Will let you know how it goes on a 40L


----------



## Cloud Surfer (21/12/20)

I just want to jump to Mark’s defence a bit, because I’m surprised by how hard he was attacked. Not what I expected from such a nice forum full of great people. I’ve talked to Mark a couple of times, and he knows I’ve got a good job and could get the BM normally, so it was a fair suggestion. I’m just not that obsessed to spend so much money, when in my opinion I’m going to make the same beer anyway, especially being brand new to AG.


----------



## Cloud Surfer (21/12/20)

kadmium said:


> Yeah my biggest regret it going the 40 over 50. Should have gone more room, so I think 60L ish is the way to go.
> 
> Guten also comes with distillation options and I do like the fit and finish of the Guten over the BZ but have not seen the latest model BZ which I have heard good things about.
> 
> ...


I hope you post about your RIS brew. I’m always keen to hear other people’s big beer stories.


----------



## ozdevil (21/12/20)

@Cloud Surfer 

We was'nt trying to attack MHB mate, i know i wasnt trying to attack him

it was'nt so much suggesting the BENTLY of All in Systems

it was more to do how he suggested it made better beer over the guten and Brewzilla

even yourself said the end result is the same regardless on what system you brewed it on


my regret would have been going for the grainfather system and not allowing my to purchase anything bigger and limiting my brewing experience

as i have both brewzilla's 35l and 65l so i can actaully brew 2 brews at once if need to 

I am not intending on going to spirits so i wont bothering to buy the parts needed for that

i think its horse for course on what you choose between guten or brewzilla

guten may come with the stainless steel top where as brewzilla is glass

i find the glass option is good as i dont have to take the lid off during the mash to see whats going on..

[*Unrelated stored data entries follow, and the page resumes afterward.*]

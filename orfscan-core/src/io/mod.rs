pub mod extract;
pub mod fasta;
pub mod header;

pub use extract::{extract_orfs, ExtractSummary};
pub use header::{decode_orf_header, encode_orf_header};

#[derive(Clone, Debug, PartialEq, Eq)]
pub struct SkippedRecord {
    pub index: usize,
    pub id: Box<str>,
    pub message: Box<str>,
}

i think the real downside is there is no sight glass like the guten you need purchase seperatly


both guten and brewzilla screens are at the bottom of the urns so both bending or lying down to change things if you dont use the program functions

either product i think you would be more then happy with


----------



## Meddo (21/12/20)

This is getting silly, again I find myself coming to the defence of Mark because some people need to justify their own decisions and seemingly willfully misinterpret other points of view - and then attack the man.

Of course a Braumeister and a Guten or Brewzilla will make different beer to each other. Whether your palette is good enough to tell the difference is the question (mine probably isn't), but they do use different heating elements (exposed vs concealed, and different Watt densities), different recirculation mechanisms, different pumps (including pump accessibility), different control systems (PID vs thermostat), different malt pipe designs. All these things have an impact on the finished wort, to greater or lesser extents. Mark's view is that those differences weigh in the advantage of the Braumeister and that's fair enough - personally I think they both have their pros and cons that probably balance reasonably well (aside from the Braumeister's LoDO capability if you subscribe to that approach) but I've done a mere 42 brews in my time and have a fraction of Mark's knowledge so at the very least I'm going to give his opinion the consideration it deserves.

There's a lot of straw man arguments going on claiming that he said there were significant differences in the beer produced - please re-read because he did NOT say that. The significant differences he mentioned in relation to justifying the cost are "quality, the management system and reliability". There was also nothing aggressive, patronising or dismissive in his posts.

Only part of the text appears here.